O ano começa a aproximar se da meta, a correria para ter os documentos todos prontos já começou, as plataformas enchem-se de dados, de notas, de valores, de quantificações, de representações numéricas e, posteriormente, estatísticas, do que foi o ano. 

Representam-se, quantitativamente, conquistas, deslizes, esforços, objetivos alcançados, tudo em prol de dados estatísticos que, mais tarde, se tornarão como leituras do estado "real" da educação. 

Os professores, apressadamente, tendem a cumprir os prazos, a inserir, novamente, dados atualizados, a espelhar no computador a frustração de não serem mostrados os resultados qualitativos, porque para os agrupamentos, para os diretores, para os ministros, para quem quer que seja, nada há mais importante do que as percentagens, sendo estas,  possíveis de comparação entre escolas, concelhos, distritos, países.... Nada mais importa, do que as comparações mediáticas que valorizam o aluno padrão, com o atingido ou não atingido. 

São ignorados todos os processos, todas as tentativas, todos os esforços e, chegou ou não? Só isso fica expressado, transitou ou não transitou? Fica, novamente, a acumular e adquirir conhecimento? Não há nada tão claro como estes objetivos, não há nada tão claro como esta perspetiva errónea e afastada da realidade do país. 

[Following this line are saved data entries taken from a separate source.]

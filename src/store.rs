use std::collections::{BTreeMap, BTreeSet, HashMap};
use std::path::{Path, PathBuf};
use std::sync::{Mutex, MutexGuard, PoisonError};
use semver::Version;
use tracing::{debug, info, warn};
use crate::error::{FormulaError, StoreError};
use crate::formula::{formula_files, Formula, FormulaFile};

/// Every known formula, keyed by name and version.
///
/// Registration is serialised behind a mutex so that conflict checks and the
/// insert that follows them happen as one step. Superseded versions are kept
/// so older releases stay resolvable.
#[derive(Debug, Default)]
pub struct FormulaStore {
    state: Mutex<StoreState>,
}

#[derive(Debug, Default)]
struct StoreState {
    records: HashMap<String, BTreeMap<Version, Formula>>,
    /// ASCII-lowercased name to the registered spelling.
    folded: HashMap<String, String>,
    /// (source_url, version) to the first (name, checksum) seen for it.
    sources: HashMap<(String, Version), (String, String)>,
    /// checksum to every name that declared it.
    checksums: HashMap<String, BTreeSet<String>>,
}

/// Outcome of loading a directory of formula files.
#[derive(Debug, Default)]
pub struct LoadReport {
    pub files: usize,
    /// Records newly added to the store.
    pub registered: usize,
    /// Records identical to one already registered, accepted as no-ops.
    pub duplicates: usize,
    pub rejected: Vec<(PathBuf, StoreError)>,
}

impl LoadReport {
    pub fn is_clean(&self) -> bool {
        self.rejected.is_empty()
    }
}

impl FormulaStore {
    pub fn new() -> Self {
        Self::default()
    }

    fn lock(&self) -> MutexGuard<'_, StoreState> {
        self.state.lock().unwrap_or_else(PoisonError::into_inner)
    }

    /// Validates and registers a formula.
    ///
    /// Registering the same name, version, and checksum again is a no-op.
    ///
    /// # Errors
    /// - [`StoreError::Invalid`] if a field invariant does not hold
    /// - [`StoreError::NameCollision`] if the name matches a registered one
    ///   ignoring case
    /// - [`StoreError::IntegrityConflict`] if the name and version exist with
    ///   another checksum
    /// - [`StoreError::SourceConflict`] if the source URL and version exist
    ///   with another checksum
    ///
    /// On error the store is left exactly as it was.
    pub fn register(&self, formula: Formula) -> Result<(), StoreError> {
        self.insert(formula).map(|_| ())
    }

    /// Registers `formula`, returning `false` when an identical record was
    /// already present.
    fn insert(&self, formula: Formula) -> Result<bool, StoreError> {
        formula.validate()?;
        let mut state = self.lock();

        let folded = formula.name.to_ascii_lowercase();
        if let Some(existing) = state.folded.get(&folded) {
            if *existing != formula.name {
                return Err(StoreError::NameCollision {
                    existing: existing.clone(),
                    incoming: formula.name.clone(),
                });
            }
        }

        if let Some(existing) = state
            .records
            .get(&formula.name)
            .and_then(|versions| versions.get(&formula.version))
        {
            if existing.checksum != formula.checksum {
                return Err(StoreError::IntegrityConflict {
                    name: formula.name.clone(),
                    version: formula.version.clone(),
                    existing_checksum: existing.checksum.clone(),
                    incoming_checksum: formula.checksum.clone(),
                });
            }
            debug!(name = %formula.name, version = %formula.version, "formula already registered");
            return Ok(false);
        }

        let source_key = (formula.source_url.clone(), formula.version.clone());
        if let Some((existing_name, existing_checksum)) = state.sources.get(&source_key) {
            if *existing_checksum != formula.checksum {
                return Err(StoreError::SourceConflict {
                    source_url: formula.source_url.clone(),
                    version: formula.version.clone(),
                    existing_name: existing_name.clone(),
                    existing_checksum: existing_checksum.clone(),
                    incoming_name: formula.name.clone(),
                    incoming_checksum: formula.checksum.clone(),
                });
            }
        }

        let aliases = state.checksums.entry(formula.checksum.clone()).or_default();
        if !aliases.is_empty() && !aliases.contains(&formula.name) {
            info!(name = %formula.name, aliases = ?aliases, "formula shares its source with other names");
        }
        aliases.insert(formula.name.clone());
        state
            .sources
            .entry(source_key)
            .or_insert_with(|| (formula.name.clone(), formula.checksum.clone()));
        state.folded.insert(folded, formula.name.clone());
        debug!(name = %formula.name, version = %formula.version, "registered formula");
        state
            .records
            .entry(formula.name.clone())
            .or_default()
            .insert(formula.version.clone(), formula);
        Ok(true)
    }

    /// Returns the highest registered version of `name`.
    pub fn resolve(&self, name: &str) -> Result<Formula, StoreError> {
        self.lock()
            .records
            .get(name)
            .and_then(|versions| versions.values().next_back())
            .cloned()
            .ok_or_else(|| StoreError::NotFound(name.to_string()))
    }

    /// Returns one specific version of `name`.
    pub fn resolve_version(&self, name: &str, version: &Version) -> Result<Formula, StoreError> {
        let state = self.lock();
        let versions = state
            .records
            .get(name)
            .ok_or_else(|| StoreError::NotFound(name.to_string()))?;
        versions.get(version).cloned().ok_or_else(|| StoreError::VersionNotFound {
            name: name.to_string(),
            version: version.clone(),
        })
    }

    /// Other names that declare a checksum also declared by `name`.
    ///
    /// Empty for unknown names.
    pub fn aliases_of(&self, name: &str) -> BTreeSet<String> {
        let state = self.lock();
        let Some(versions) = state.records.get(name) else {
            return BTreeSet::new();
        };
        versions
            .values()
            .filter_map(|formula| state.checksums.get(&formula.checksum))
            .flatten()
            .filter(|alias| alias.as_str() != name)
            .cloned()
            .collect()
    }

    /// All registered names, sorted.
    pub fn names(&self) -> Vec<String> {
        let mut names: Vec<String> = self.lock().records.keys().cloned().collect();
        names.sort();
        names
    }

    /// All registered versions of `name`, ascending.
    pub fn versions(&self, name: &str) -> Vec<Version> {
        self.lock()
            .records
            .get(name)
            .map(|versions| versions.keys().cloned().collect())
            .unwrap_or_default()
    }

    /// The highest version of every registered name, sorted by name.
    pub fn latest(&self) -> Vec<Formula> {
        let state = self.lock();
        let mut latest: Vec<Formula> = state
            .records
            .values()
            .filter_map(|versions| versions.values().next_back().cloned())
            .collect();
        latest.sort_by(|a, b| a.name.cmp(&b.name));
        latest
    }

    /// Number of registered records across all names and versions.
    pub fn len(&self) -> usize {
        self.lock().records.values().map(BTreeMap::len).sum()
    }

    pub fn is_empty(&self) -> bool {
        self.len() == 0
    }

    /// Registers every record of every formula file below `dir`.
    ///
    /// A rejected record or unreadable file is reported and skipped; the
    /// rest still load.
    pub fn load_dir<P: AsRef<Path>>(&self, dir: P) -> Result<LoadReport, FormulaError> {
        let mut report = LoadReport::default();
        for path in formula_files(dir)? {
            report.files += 1;
            let file = match FormulaFile::load(&path) {
                Ok(file) => file,
                Err(e) => {
                    warn!(path = %path.display(), error = %e, "skipping unreadable formula file");
                    report.rejected.push((path, e.into()));
                    continue;
                }
            };
            for formula in file.formulas {
                match self.insert(formula) {
                    Ok(true) => report.registered += 1,
                    Ok(false) => report.duplicates += 1,
                    Err(e) => {
                        warn!(path = %path.display(), error = %e, "rejected formula");
                        report.rejected.push((path.clone(), e));
                    }
                }
            }
        }
        info!(files = report.files, registered = report.registered, duplicates = report.duplicates, rejected = report.rejected.len(), "loaded formulas");
        Ok(report)
    }
}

É o país que temos, é a educação que temos, é a forma como nos acomodamos e tendemos a não mudar. 

Mas, como se não bastasse, lá vem os famosos relatórios de auto avaliação, os relatórios que refletem, supostamente, o nosso desempenho ao longo do ano letivo. São relatórios que, apesar de tudo, se consideram complexos, embora não estejam contempladas as evidências mais importantes, aquelas que surgem quando saímos da escola e que nos dizem, os encarregados de educação, obrigado por tudo. Ou, os meus filhos estão sempre a dizer o que aprenderam na escola, ou, qualquer palavra que seja partilhada ou dita; porque de acordo com a diretrizes dos famosos relatórios, não existe qualquer campo para mostrar as evidências daqueles que conhecem e se envolvem, diariamente, nas nossas práticas; aqueles porque quem nos esforçamos em manter práticas reais e que respondam às suas necessidades, as crianças. Esses sim, são os reais avaliadores.  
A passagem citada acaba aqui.